Pedro Martinez became the first pitcher to win the American League Cy Young Award unanimously in consecutive years.

Martinez, who has won three Cy Youngs Awards in the last four seasons, received all 28 first-place votes for 140 points in voting released Monday by the Baseball Writers’ Assn. of America.

“I’m really honored and flattered to be chosen unanimously as the winner,” Martinez said. “It is equally special and equally important to last year.”

Advertisement

Oakland’s Tim Hudson finished second with 54 points, getting 16 seconds and six thirds. David Wells of Toronto was third with 46 points, followed by Andy Pettitte of the Yankees (seven) and Detroit’s Todd Jones (three).

Martinez went 18-6 with a 1.74 earned-run average--nearly two runs better than Roger Clemens’ second-best AL mark of 3.70. It was the lowest ERA by an AL starter since Luis Tiant’s 1.60 ERA in 1968.
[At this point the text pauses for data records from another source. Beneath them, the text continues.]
// crates/granary-store/src/dao/destination.rs
// ============================================================================
// Module: Destination DAO
// Description: Statements against the destination table.
// Purpose: Persist queue/topic descriptors and enumerate the local
//          destinations a takeover claims.
// Dependencies: granary-core, rusqlite, serde_json, crate::dao
// ============================================================================

//! ## Overview
//! Destination descriptors are opaque JSON blobs owned by the session
//! layer; the store only indexes identity, locality, the owning
//! connection for temporaries, and the owning store session for local
//! destinations.

// ============================================================================
// SECTION: Imports
// ============================================================================

use granary_core::BrokerId;
use granary_core::DestinationId;
use granary_core::DestinationRecord;
use granary_core::SessionId;
use granary_core::StoreFault;
use rusqlite::Connection;
use rusqlite::OptionalExtension;
use rusqlite::params;

use crate::dao::DESTINATION_TABLE;
use crate::dao::SESSION_TABLE;
use crate::dao::classify;
use crate::dao::from_db_id;
use crate::dao::to_db_id;

// ============================================================================
// SECTION: Mutations
// ============================================================================

/// Inserts a destination row.
///
/// # Errors
///
/// Returns `Conflict` when the identifier already exists, or a classified
/// driver fault.
pub fn insert(conn: &Connection, record: &DestinationRecord) -> Result<(), StoreFault> {
    let sql = format!(
        "INSERT INTO {DESTINATION_TABLE} \
         (id, descriptor, is_local, connection_id, store_session_id, created_ts, connected_ts) \
         VALUES (?1, ?2, ?3, ?4, ?5, ?6, ?7)"
    );
    conn.execute(
        &sql,
        params![
            record.id.as_str(),
            encode_descriptor(&record.descriptor)?,
            i64::from(record.is_local),
            record.connection_id.map(to_db_id).transpose()?,
            record.store_session.map(|session| to_db_id(session.get())).transpose()?,
            record.created_at,
            record.connected_at,
        ],
    )
    .map_err(|err| classify("insert destination", &err))?;
    Ok(())
}

/// Replaces the descriptor of an existing destination.
///
/// # Errors
///
/// Returns `NotFound` when the row is absent, or a classified driver
/// fault.
pub fn update_descriptor(
    conn: &Connection,
    id: &DestinationId,
    descriptor: &serde_json::Value,
) -> Result<(), StoreFault> {
    let sql = format!("UPDATE {DESTINATION_TABLE} SET descriptor = ?1 WHERE id = ?2");
    let updated = conn
        .execute(&sql, params![encode_descriptor(descriptor)?, id.as_str()])
        .map_err(|err| classify("update destination", &err))?;
    if updated == 0 {
        return Err(StoreFault::not_found(format!("destination {id} does not exist")));
    }
    Ok(())
}

/// Refreshes the client-attach timestamp of a temporary destination.
///
/// # Errors
///
/// Returns `NotFound` when the row is absent, or a classified driver
/// fault.
pub fn update_connected_time(
    conn: &Connection,
    id: &DestinationId,
    connected_at: i64,
) -> Result<(), StoreFault> {
    let sql = format!("UPDATE {DESTINATION_TABLE} SET connected_ts = ?1 WHERE id = ?2");
    let updated = conn
        .execute(&sql, params![connected_at, id.as_str()])
        .map_err(|err| classify("update destination connected time", &err))?;
    if updated == 0 {
        return Err(StoreFault::not_found(format!("destination {id} does not exist")));
    }
    Ok(())
}

/// Deletes a destination row.
///
/// Message and consumer-state cleanup is the caller's responsibility and
/// runs in the same transaction.
///
/// # Errors
///
/// Returns `NotFound` when the row is absent, or a classified driver
/// fault.
pub fn delete(conn: &Connection, id: &DestinationId) -> Result<(), StoreFault> {
    let sql = format!("DELETE FROM {DESTINATION_TABLE} WHERE id = ?1");
    let deleted = conn
        .execute(&sql, params![id.as_str()])
        .map_err(|err| classify("delete destination", &err))?;
    if deleted == 0 {
        return Err(StoreFault::not_found(format!("destination {id} does not exist")));
    }
    Ok(())
}

// ============================================================================
// SECTION: Queries
// ============================================================================

/// Loads one destination row.
///
/// # Errors
///
/// Returns `NotFound` when absent, or a classified driver fault.
pub fn get(conn: &Connection, id: &DestinationId) -> Result<DestinationRecord, StoreFault> {
    let sql = format!(
        "SELECT id, descriptor, is_local, connection_id, store_session_id, created_ts, \
         connected_ts \
         FROM {DESTINATION_TABLE} WHERE id = ?1"
    );
    let row = conn
        .query_row(&sql, params![id.as_str()], map_destination_row)
        .optional()
        .map_err(|err| classify("load destination", &err))?;
    match row {
        Some(raw) => raw.into_record(),
        None => Err(StoreFault::not_found(format!("destination {id} does not exist"))),
    }
}

/// Lists every destination visible to a store session.
///
/// Global (non-local) destinations are always included; local ones only
/// for the given session. With `None`, every row is returned.
///
/// # Errors
///
/// Returns a classified driver fault on failure.
pub fn get_all(
    conn: &Connection,
    session: Option<SessionId>,
) -> Result<Vec<DestinationRecord>, StoreFault> {
    let mut stmt;
    let rows = match session {
        Some(session) => {
            let sql = format!(
                "SELECT id, descriptor, is_local, connection_id, store_session_id, created_ts, \
                 connected_ts \
                 FROM {DESTINATION_TABLE} \
                 WHERE is_local = 0 OR store_session_id = ?1 ORDER BY id"
            );
            stmt = conn.prepare(&sql).map_err(|err| classify("list destinations", &err))?;
            stmt.query_map(params![to_db_id(session.get())?], map_destination_row)
        }
        None => {
            let sql = format!(
                "SELECT id, descriptor, is_local, connection_id, store_session_id, created_ts, \
                 connected_ts \
                 FROM {DESTINATION_TABLE} ORDER BY id"
            );
            stmt = conn.prepare(&sql).map_err(|err| classify("list destinations", &err))?;
            stmt.query_map([], map_destination_row)
        }
    }
    .map_err(|err| classify("list destinations", &err))?;
    let mut records = Vec::new();
    for row in rows {
        let raw = row.map_err(|err| classify("list destinations", &err))?;
        records.push(raw.into_record()?);
    }
    Ok(records)
}

/// Lists local destinations owned by a broker's sessions.
///
/// Takeover enumeration: these are the destinations the new owner claims.
///
/// # Errors
///
/// Returns a classified driver fault on failure.
pub fn get_local_by_broker(
    conn: &Connection,
    broker: &BrokerId,
) -> Result<Vec<DestinationRecord>, StoreFault> {
    let sql = format!(
        "SELECT dst.id, dst.descriptor, dst.is_local, dst.connection_id, \
         dst.store_session_id, dst.created_ts, dst.connected_ts \
         FROM {DESTINATION_TABLE} dst \
         JOIN {SESSION_TABLE} ses ON ses.id = dst.store_session_id \
         WHERE dst.is_local = 1 AND ses.broker_id = ?1"
    );
    let mut stmt = conn.prepare(&sql).map_err(|err| classify("list local destinations", &err))?;
    let rows = stmt
        .query_map(params![broker.as_str()], map_destination_row)
        .map_err(|err| classify("list local destinations", &err))?;
    let mut records = Vec::new();
    for row in rows {
        let raw = row.map_err(|err| classify("list local destinations", &err))?;
        records.push(raw.into_record()?);
    }
    Ok(records)
}

// ============================================================================
// SECTION: Row Mapping
// ============================================================================

/// Encodes a descriptor as its JSON column form.
fn encode_descriptor(descriptor: &serde_json::Value) -> Result<Vec<u8>, StoreFault> {
    serde_json::to_vec(descriptor)
        .map_err(|err| StoreFault::other(format!("encode descriptor: {err}")))
}

/// Raw destination row prior to identifier conversion.
struct RawDestinationRow {
    /// Destination identifier column.
    id: String,
    /// Descriptor column.
    descriptor: Vec<u8>,
    /// Locality flag column.
    is_local: i64,
    /// Owning connection column.
    connection_id: Option<i64>,
    /// Owning store session column.
    store_session: Option<i64>,
    /// Creation timestamp column.
    created_at: i64,
    /// Client-attach timestamp column.
    connected_at: Option<i64>,
}

impl RawDestinationRow {
    /// Converts raw columns into a [`DestinationRecord`].
    fn into_record(self) -> Result<DestinationRecord, StoreFault> {
        Ok(DestinationRecord {
            id: DestinationId::new(self.id),
            descriptor: serde_json::from_slice(&self.descriptor)
                .map_err(|err| StoreFault::other(format!("decode descriptor: {err}")))?,
            is_local: self.is_local != 0,
            connection_id: self.connection_id.map(from_db_id).transpose()?,
            store_session: self
                .store_session
                .map(|raw| Ok::<_, StoreFault>(SessionId::new(from_db_id(raw)?)))
                .transpose()?,
            created_at: self.created_at,
            connected_at: self.connected_at,
        })
    }
}

/// Maps a full destination row into its raw column form.
fn map_destination_row(row: &rusqlite::Row<'_>) -> rusqlite::Result<RawDestinationRow> {
    Ok(RawDestinationRow {
        id: row.get(0)?,
        descriptor: row.get(1)?,
        is_local: row.get(2)?,
        connection_id: row.get(3)?,
        store_session: row.get(4)?,
        created_at: row.get(5)?,
        connected_at: row.get(6)?,
    })
}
Last year, Martinez went 23-4 with a 2.07 ERA to become only the fourth pitcher to win the AL Cy Young Award unanimously. He joined Gaylord Perry and Randy Johnson as the only pitchers to win the honor in each league. Martinez won it in 1997 for Montreal.

“I think he had a better year this year,” Red Sox Manager Jimy Williams said. “You can’t just look at his wins and losses.”
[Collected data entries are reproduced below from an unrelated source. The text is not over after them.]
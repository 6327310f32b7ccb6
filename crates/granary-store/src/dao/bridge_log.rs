// crates/granary-store/src/dao/bridge_log.rs
// ============================================================================
// Module: Bridge Log DAO
// Description: Statements against the bridge transaction-manager log table.
// Purpose: Persist JMS-bridge recovery log records keyed by global
//          transaction branch.
// Dependencies: granary-core, rusqlite, crate::dao
// ============================================================================

//! ## Overview
//! Statements against the bridge transaction-manager log table. Persists
//! JMS-bridge recovery log records keyed by global transaction branch.

// ============================================================================
// SECTION: Imports
// ============================================================================

use granary_core::BridgeLogRecord;
use granary_core::BrokerId;
use granary_core::StoreFault;
use rusqlite::Connection;
use rusqlite::OptionalExtension;
use rusqlite::params;

use crate::dao::BRIDGE_LOG_TABLE;
use crate::dao::classify;

// ============================================================================
// SECTION: Mutations
// ============================================================================

/// Inserts a bridge log record.
///
/// # Errors
///
/// Returns `Conflict` when the branch key already exists, or a classified
/// driver fault.
pub fn insert(conn: &Connection, record: &BridgeLogRecord) -> Result<(), StoreFault> {
    let sql = format!(
        "INSERT INTO {BRIDGE_LOG_TABLE} \
         (xid, log_record, name, broker_id, created_ts, updated_ts) \
         VALUES (?1, ?2, ?3, ?4, ?5, ?6)"
    );
    conn.execute(
        &sql,
        params![
            record.xid,
            record.log,
            record.name,
            record.broker.as_str(),
            record.created_at,
            record.updated_at,
        ],
    )
    .map_err(|err| classify("insert bridge log", &err))?;
    Ok(())
}

/// Replaces the log payload of an existing record.
///
/// # Errors
///
/// Returns `NotFound` when the record is absent, or a classified driver
/// fault.
pub fn update(
    conn: &Connection,
    xid: &str,
    name: &str,
    log: &[u8],
    updated_at: i64,
) -> Result<(), StoreFault> {
    let sql = format!(
        "UPDATE {BRIDGE_LOG_TABLE} SET log_record = ?1, updated_ts = ?2 \
         WHERE xid = ?3 AND name = ?4"
    );
    let updated = conn
        .execute(&sql, params![log, updated_at, xid, name])
        .map_err(|err| classify("update bridge log", &err))?;
    if updated == 0 {
        return Err(StoreFault::not_found(format!("bridge log {xid} for {name} does not exist")));
    }
    Ok(())
}

/// Deletes one bridge log record.
///
/// # Errors
///
/// Returns `NotFound` when the record is absent, or a classified driver
/// fault.
pub fn delete(conn: &Connection, xid: &str, name: &str) -> Result<(), StoreFault> {
    let sql = format!("DELETE FROM {BRIDGE_LOG_TABLE} WHERE xid = ?1 AND name = ?2");
    let deleted = conn
        .execute(&sql, params![xid, name])
        .map_err(|err| classify("delete bridge log", &err))?;
    if deleted == 0 {
        return Err(StoreFault::not_found(format!("bridge log {xid} for {name} does not exist")));
    }
    Ok(())
}

/// Deletes every record of one bridge service, returning the count.
///
/// Administrative path behind `remove-bridge`.
///
/// # Errors
///
/// Returns a classified driver fault on failure.
pub fn delete_by_name(conn: &Connection, name: &str) -> Result<u64, StoreFault> {
    let sql = format!("DELETE FROM {BRIDGE_LOG_TABLE} WHERE name = ?1");
    let deleted = conn
        .execute(&sql, params![name])
        .map_err(|err| classify("delete bridge logs by name", &err))?;
    Ok(u64::try_from(deleted).unwrap_or(u64::MAX))
}

// ============================================================================
// SECTION: Queries
// ============================================================================

/// Loads one bridge log record, `None` when absent.
///
/// # Errors
///
/// Returns a classified driver fault on failure.
pub fn get(
    conn: &Connection,
    xid: &str,
    name: &str,
) -> Result<Option<BridgeLogRecord>, StoreFault> {
    let sql = format!(
        "SELECT xid, log_record, name, broker_id, created_ts, updated_ts \
         FROM {BRIDGE_LOG_TABLE} WHERE xid = ?1 AND name = ?2"
    );
    conn.query_row(&sql, params![xid, name], map_bridge_log_row)
        .optional()
        .map_err(|err| classify("load bridge log", &err))
}

/// Lists a bridge service's records written by one broker.
///
/// Recovery path: the bridge replays its log on restart.
///
/// # Errors
///
/// Returns a classified driver fault on failure.
pub fn get_by_name_broker(
    conn: &Connection,
    name: &str,
    broker: &BrokerId,
) -> Result<Vec<BridgeLogRecord>, StoreFault> {
    let sql = format!(
        "SELECT xid, log_record, name, broker_id, created_ts, updated_ts \
         FROM {BRIDGE_LOG_TABLE} WHERE name = ?1 AND broker_id = ?2 ORDER BY created_ts"
    );
    let mut stmt = conn.prepare(&sql).map_err(|err| classify("list bridge logs", &err))?;
    let rows = stmt
        .query_map(params![name, broker.as_str()], map_bridge_log_row)
        .map_err(|err| classify("list bridge logs", &err))?;
    rows.collect::<Result<Vec<_>, _>>().map_err(|err| classify("list bridge logs", &err))
}

/// Loads every bridge log record.
///
/// Backup/dump path only.
///
/// # Errors
///
/// Returns a classified driver fault on failure.
pub fn get_all(conn: &Connection) -> Result<Vec<BridgeLogRecord>, StoreFault> {
    let sql = format!(
        "SELECT xid, log_record, name, broker_id, created_ts, updated_ts \
         FROM {BRIDGE_LOG_TABLE} ORDER BY name, created_ts"
    );
    let mut stmt = conn.prepare(&sql).map_err(|err| classify("scan bridge logs", &err))?;
    let rows = stmt
        .query_map([], map_bridge_log_row)
        .map_err(|err| classify("scan bridge logs", &err))?;
    rows.collect::<Result<Vec<_>, _>>().map_err(|err| classify("scan bridge logs", &err))
}

// ============================================================================
// SECTION: Row Mapping
// ============================================================================

/// Maps a full bridge log row.
fn map_bridge_log_row(row: &rusqlite::Row<'_>) -> rusqlite::Result<BridgeLogRecord> {
    let broker: String = row.get(3)?;
    Ok(BridgeLogRecord {
        xid: row.get(0)?,
        log: row.get(1)?,
        name: row.get(2)?,
        broker: BrokerId::new(broker),
        created_at: row.get(4)?,
        updated_at: row.get(5)?,
    })
}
Martinez joined Clemens as the only pitchers to win the award unanimously twice, but Clemens did his 12 years apart: in 1986 for Boston and 1998 for Toronto. Ron Guidry of the Yankees was the unanimous winner in 1978 and McLain in 1968.

*

The New York Mets pulled out of the Alex Rodriguez sweepstakes, saying some of his contract demands would make him unable to fit in with the rest of the team.

Advertisement

Agent Scott Boras has asked teams for an office in the home stadium for Rodriguez’s marketing team, space to sell his own paraphernalia and charter jet service for family and friends.
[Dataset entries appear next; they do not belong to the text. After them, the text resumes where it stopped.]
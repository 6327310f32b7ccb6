// crates/granary-core/src/core/state.rs
// ============================================================================
// Module: Granary State Machines
// Description: Delivery, transaction, and broker lifecycle state enums.
// Purpose: Provide stable integer wire forms for persisted state columns.
// Dependencies: serde
// ============================================================================

//! ## Overview
//! Persisted state columns use stable integer codes so a store written by
//! one broker version can be read by another. Conversions are total in the
//! encode direction and checked in the decode direction; unknown codes are
//! surfaced to the caller rather than mapped to a default.
//!
//! The broker state machine is the heart of the HA takeover protocol: a
//! takeover flips the target through `FailoverPending` or directly to
//! `FailoverStarted`, then `FailoverComplete` on success or
//! `FailoverFailed` on compensation.

// ============================================================================
// SECTION: Imports
// ============================================================================

use serde::Deserialize;
use serde::Serialize;

// ============================================================================
// SECTION: Delivery State
// ============================================================================

/// Per-consumer delivery progress for one message.
///
/// # Invariants
/// - Wire codes are stable: `Routed` = 0, `Delivered` = 1,
///   `Acknowledged` = 2.
#[derive(Debug, Clone, Copy, PartialEq, Eq, Hash, Serialize, Deserialize)]
pub enum DeliveryState {
    /// Message routed to the consumer but not yet handed out.
    Routed,
    /// Message delivered to the consumer, acknowledgement pending.
    Delivered,
    /// Consumer acknowledged the message.
    Acknowledged,
}

impl DeliveryState {
    /// Returns the stable persisted code.
    #[must_use]
    pub const fn code(self) -> i64 {
        match self {
            Self::Routed => 0,
            Self::Delivered => 1,
            Self::Acknowledged => 2,
        }
    }

    /// Decodes a persisted code, returning `None` for unknown values.
    #[must_use]
    pub const fn from_code(code: i64) -> Option<Self> {
        match code {
            0 => Some(Self::Routed),
            1 => Some(Self::Delivered),
            2 => Some(Self::Acknowledged),
            _ => None,
        }
    }
}

// ============================================================================
// SECTION: Transaction State
// ============================================================================

/// Lifecycle state of a persisted transaction.
///
/// # Invariants
/// - Wire codes are stable and match the historical store layout.
#[derive(Debug, Clone, Copy, PartialEq, Eq, Hash, Serialize, Deserialize)]
pub enum TransactionState {
    /// Transaction record created.
    Created,
    /// Transaction started by the session layer.
    Started,
    /// Transaction failed.
    Failed,
    /// Transaction has incomplete participants.
    Incomplete,
    /// All participants reported complete.
    Complete,
    /// Transaction prepared (first phase of 2PC).
    Prepared,
    /// Transaction committed.
    Committed,
    /// Transaction rolled back.
    Rolledback,
    /// Transaction expired before completion.
    TimedOut,
}

impl TransactionState {
    /// Returns the stable persisted code.
    #[must_use]
    pub const fn code(self) -> i64 {
        match self {
            Self::Created => 0,
            Self::Started => 1,
            Self::Failed => 2,
            Self::Incomplete => 3,
            Self::Complete => 4,
            Self::Prepared => 5,
            Self::Committed => 6,
            Self::Rolledback => 7,
            Self::TimedOut => 8,
        }
    }

    /// Decodes a persisted code, returning `None` for unknown values.
    #[must_use]
    pub const fn from_code(code: i64) -> Option<Self> {
        match code {
            0 => Some(Self::Created),
            1 => Some(Self::Started),
            2 => Some(Self::Failed),
            3 => Some(Self::Incomplete),
            4 => Some(Self::Complete),
            5 => Some(Self::Prepared),
            6 => Some(Self::Committed),
            7 => Some(Self::Rolledback),
            8 => Some(Self::TimedOut),
            _ => None,
        }
    }
}

// ============================================================================
// SECTION: Transaction Type
// ============================================================================

/// Scope of a persisted transaction.
///
/// # Invariants
/// - `Cluster` and `Remote` transactions always carry either a home
///   broker or a non-empty participant list, never both inconsistently.
#[derive(Debug, Clone, Copy, PartialEq, Eq, Hash, Serialize, Deserialize)]
pub enum TransactionType {
    /// Transaction local to one broker.
    Local,
    /// Cluster transaction spanning several brokers.
    Cluster,
    /// Transaction homed on a remote broker.
    Remote,
}

impl TransactionType {
    /// Returns the stable persisted code.
    #[must_use]
    pub const fn code(self) -> i64 {
        match self {
            Self::Local => 1,
            Self::Cluster => 2,
            Self::Remote => 3,
        }
    }

    /// Decodes a persisted code, returning `None` for unknown values.
    #[must_use]
    pub const fn from_code(code: i64) -> Option<Self> {
        match code {
            1 => Some(Self::Local),
            2 => Some(Self::Cluster),
            3 => Some(Self::Remote),
            _ => None,
        }
    }
}

// ============================================================================
// SECTION: Broker State
// ============================================================================

/// Lifecycle state of a broker row, including the takeover sub-machine.
///
/// # Invariants
/// - Takeover transitions are monotonic: once another broker has moved
///   the row into a `Failover*` state, the previous owner must not apply
///   further updates.
#[derive(Debug, Clone, Copy, PartialEq, Eq, Hash, Serialize, Deserialize)]
pub enum BrokerState {
    /// Broker is initializing its store.
    Initializing,
    /// Broker is serving normally.
    Operating,
    /// Broker started quiescing.
    QuiesceStarted,
    /// Broker finished quiescing.
    QuiesceComplete,
    /// Broker shutdown started.
    ShutdownStarted,
    /// Broker shutdown finished.
    ShutdownComplete,
    /// Another broker has flagged this one for failover.
    FailoverPending,
    /// A surviving broker acquired the takeover lock.
    FailoverStarted,
    /// Takeover finished; the target's sessions have a new owner.
    FailoverComplete,
    /// Takeover failed and the target row was restored.
    FailoverFailed,
}

impl BrokerState {
    /// Returns the stable persisted code.
    #[must_use]
    pub const fn code(self) -> i64 {
        match self {
            Self::Initializing => 0,
            Self::Operating => 1,
            Self::QuiesceStarted => 2,
            Self::QuiesceComplete => 3,
            Self::ShutdownStarted => 4,
            Self::ShutdownComplete => 5,
            Self::FailoverPending => 6,
            Self::FailoverStarted => 7,
            Self::FailoverComplete => 8,
            Self::FailoverFailed => 9,
        }
    }

    /// Decodes a persisted code, returning `None` for unknown values.
    #[must_use]
    pub const fn from_code(code: i64) -> Option<Self> {
        match code {
            0 => Some(Self::Initializing),
            1 => Some(Self::Operating),
            2 => Some(Self::QuiesceStarted),
            3 => Some(Self::QuiesceComplete),
            4 => Some(Self::ShutdownStarted),
            5 => Some(Self::ShutdownComplete),
            6 => Some(Self::FailoverPending),
            7 => Some(Self::FailoverStarted),
            8 => Some(Self::FailoverComplete),
            9 => Some(Self::FailoverFailed),
            _ => None,
        }
    }

    /// Reports whether this state marks an in-progress or finished takeover.
    #[must_use]
    pub const fn is_failover(self) -> bool {
        matches!(
            self,
            Self::FailoverPending | Self::FailoverStarted | Self::FailoverComplete | Self::FailoverFailed
        )
    }
}

// ============================================================================
// SECTION: Tests
// ============================================================================

#[cfg(test)]
mod tests {
    use super::*;

    #[test]
    fn delivery_state_codes_round_trip() {
        for state in [DeliveryState::Routed, DeliveryState::Delivered, DeliveryState::Acknowledged] {
            assert_eq!(DeliveryState::from_code(state.code()), Some(state));
        }
        assert_eq!(DeliveryState::from_code(99), None);
    }

    #[test]
    fn broker_state_failover_classification() {
        assert!(BrokerState::FailoverStarted.is_failover());
        assert!(BrokerState::FailoverFailed.is_failover());
        assert!(!BrokerState::Operating.is_failover());
    }

    #[test]
    fn transaction_codes_are_stable() {
        assert_eq!(TransactionState::Committed.code(), 6);
        assert_eq!(TransactionType::Remote.code(), 3);
        assert_eq!(TransactionState::from_code(5), Some(TransactionState::Prepared));
    }
}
“It’s about 25 players working as a team,” Met General Manager Steve Phillips said. “The 24 plus one-man structure really doesn’t work. I don’t mean to cast aspersions on Alex Rodriguez. But I don’t think you can give different rules and separate one player from the rest of the team.”

*

The Cleveland Indians pulled their seven-year, $119-million offer to Manny Ramirez and said they would aggressively pursue other free agents.

General Manager John Hart said that if Ramirez eventually decides he wants to stay in Cleveland, the Indians won’t pay him a penny over the $17 million-per-season offer he has already rejected.

“He’s not going to come here for more,” Hart said. “Our offer has been pulled and we are in the business of going forward and building our team for ’01 and beyond.”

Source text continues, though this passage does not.